What remarkable weather!  By the time you read this, we may well have had a fortnight of cold frosty weather.  On the other hand, we may well have had a continuation of the mild wet and windy weather that we’ve enjoyed since the end of autumn – if there has been an end to autumn that is.  The effect of this long spell of balmy (barmy?) weather has also been remarkable.  There were daffodils out in Hastings before Christmas; grass, which needs a ground temperature of less than 6 degrees C to arrest its growth, is still growing almost as fast as in summer; we have flowers on our comfrey and lesser celandine; last week I found a dandelion clock growing in the lawn – on one of the rare days that the wind didn’t blow it away instantly – dandelions, in January!  So is this just remarkable, or amazing – a freak event that happens every hundred years or so, or is it something more worrying?

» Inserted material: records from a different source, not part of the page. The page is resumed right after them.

//! Saga coordinator: runs steps in order and compensates on failure.

use std::time::Instant;

use crate::connector::{RetryPolicy, retry};
use crate::context::SagaContext;
use crate::outcome::{CompensationError, SagaFailure, SagaResult, SagaSummary};
use crate::saga::Saga;
use crate::state::{RunState, SagaState};
use crate::step::Step;

/// Executes sagas.
///
/// Forward actions run strictly in order and are never retried. On the
/// first failure every committed step is compensated from last to first;
/// steps without compensation are skipped, and a failing compensation is
/// recorded without stopping the rest.
///
/// The coordinator holds no per-run state and may be shared freely.
#[derive(Debug, Clone, Default)]
pub struct SagaCoordinator {
    compensation_retry: Option<RetryPolicy>,
}

impl SagaCoordinator {
    pub fn new() -> Self {
        Self::default()
    }

    /// Retries each failing compensating action under `policy`.
    pub fn with_compensation_retry(mut self, policy: RetryPolicy) -> Self {
        self.compensation_retry = Some(policy);
        self
    }

    /// Runs `saga` to completion or through compensation.
    #[tracing::instrument(
        skip(self, ctx, saga),
        fields(saga = %saga.name(), run_id = %ctx.run_id())
    )]
    pub async fn run_saga(&self, ctx: &SagaContext, saga: &Saga) -> SagaResult {
        let saga_name = saga.name().to_string();
        metrics::counter!("saga_executions_total", "saga" => saga_name.clone()).increment(1);
        let started = Instant::now();

        let mut run = RunState::new();
        run.move_to(SagaState::Running);

        let mut committed: Vec<&Step> = Vec::with_capacity(saga.len());
        for step in saga.steps() {
            tracing::debug!(step = step.name(), "saga step started");
            let outcome = match ctx.check() {
                Ok(()) => step.execute(ctx.clone()).await,
                Err(e) => Err(e),
            };

            let error = match outcome {
                Ok(()) => {
                    tracing::debug!(step = step.name(), "saga step committed");
                    committed.push(step);
                    continue;
                }
                Err(error) => error,
            };

            tracing::warn!(step = step.name(), %error, "saga step failed, compensating");
            run.move_to(SagaState::Compensating);
            let (compensated, compensation_errors) = self.compensate(ctx, &committed).await;
            run.move_to(SagaState::Failed);

            let failure = SagaFailure {
                saga: saga_name.clone(),
                run_id: ctx.run_id(),
                failed_step: step.name().to_string(),
                error,
                compensation_errors,
                compensated,
            };

            metrics::histogram!("saga_duration_seconds", "saga" => saga_name.clone())
                .record(started.elapsed().as_secs_f64());
            metrics::counter!("saga_failed_total", "saga" => saga_name.clone()).increment(1);
            if failure.is_inconsistent() {
                metrics::counter!("saga_inconsistent_total", "saga" => saga_name).increment(1);
                tracing::error!(
                    alert = true,
                    state = %run.current(),
                    failed_step = %failure.failed_step,
                    compensation_errors = failure.compensation_errors.len(),
                    "saga failed and compensation was incomplete"
                );
            } else {
                tracing::warn!(failed_step = %failure.failed_step, "saga failed and was rolled back");
            }
            return Err(failure);
        }

        run.move_to(SagaState::Completed);
        let duration = started.elapsed().as_secs_f64();
        metrics::histogram!("saga_duration_seconds", "saga" => saga_name.clone()).record(duration);
        metrics::counter!("saga_completed_total", "saga" => saga_name.clone()).increment(1);
        tracing::info!(state = %run.current(), duration, steps = committed.len(), "saga completed");

        Ok(SagaSummary {
            saga: saga_name,
            run_id: ctx.run_id(),
            committed: committed.iter().map(|s| s.name().to_string()).collect(),
        })
    }

    /// Undoes committed steps in reverse order, collecting every failure.
    async fn compensate(
        &self,
        ctx: &SagaContext,
        committed: &[&Step],
    ) -> (Vec<String>, Vec<CompensationError>) {
        let comp_ctx = ctx.for_compensation();
        let mut compensated = Vec::new();
        let mut errors = Vec::new();

        for step in committed.iter().rev() {
            let Some(compensation) = step.compensation() else {
                tracing::debug!(step = step.name(), "no compensation, skipping");
                continue;
            };

            let result = match &self.compensation_retry {
                Some(policy) => retry(policy, || compensation(comp_ctx.clone())).await,
                None => compensation(comp_ctx.clone()).await,
            };

            match result {
                Ok(()) => {
                    tracing::debug!(step = step.name(), "step compensated");
                    compensated.push(step.name().to_string());
                }
                Err(error) => {
                    metrics::counter!("saga_compensation_failures_total").increment(1);
                    tracing::error!(step = step.name(), %error, "compensation failed");
                    errors.push(CompensationError {
                        step: step.name().to_string(),
                        error,
                    });
                }
            }
        }

        (compensated, errors)
    }
}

Global warming is treated differently by different people.  Some choose to ignore it in the hope that it will go away, others deny that it is happening and point to natural cycles, etc., and many people are so passionate about the danger it poses to humanity that it appears to be almost a religion.  It isn’t a religion of course, no belief is required.  The science is there if you choose to look at it.  The science tells us that global temperatures are rising, and that the amount of CO2 in the atmosphere is rising at an ever faster rate.  It also tells us that there is no link between global warming and individual weather events, though it does tell us that extreme weather will become more common.  Warmer sea temperatures mean higher evaporation rates, more water vapour (a greenhouse gas in itself) in the atmosphere, and consequently more rain.  More rain is something the people of Cumbria and Yorkshire know something about this year.  (And Somerset a couple of years ago, and Yorkshire again before that.)
But apart from the weather, why should a few flowers opening earlier than usual be worrying?  It is worrying because everything in nature is connected.  If daffodils flower in December when most bumblebees are hibernating, they will not flower in spring, which means less forage for the bumblebees, as well as honeybees and all the other insects that depend on nectar and pollen.  That means less insects for the birds to eat, less insects to pollinate our vegetables, and ultimately less food for us to eat.  That may sound extreme and perhaps the only noticeable effect will be higher prices of vegetables in the shops, but it’s not a trend that can be sustained forever.  We live in a rich country where nobody needs to starve, and where insurance companies can pick up the tab for flood damage (albeit at a price), but in poorer countries people are literally being washed away.

Successive governments have proved unable to act or even to understand the problem, so it’s up to us – something to think about when your car or television needs replacing, or you want to turn the heating up.  Solar panels and wind turbines may not be to everyone’s taste, but they are so much better than the alternatives.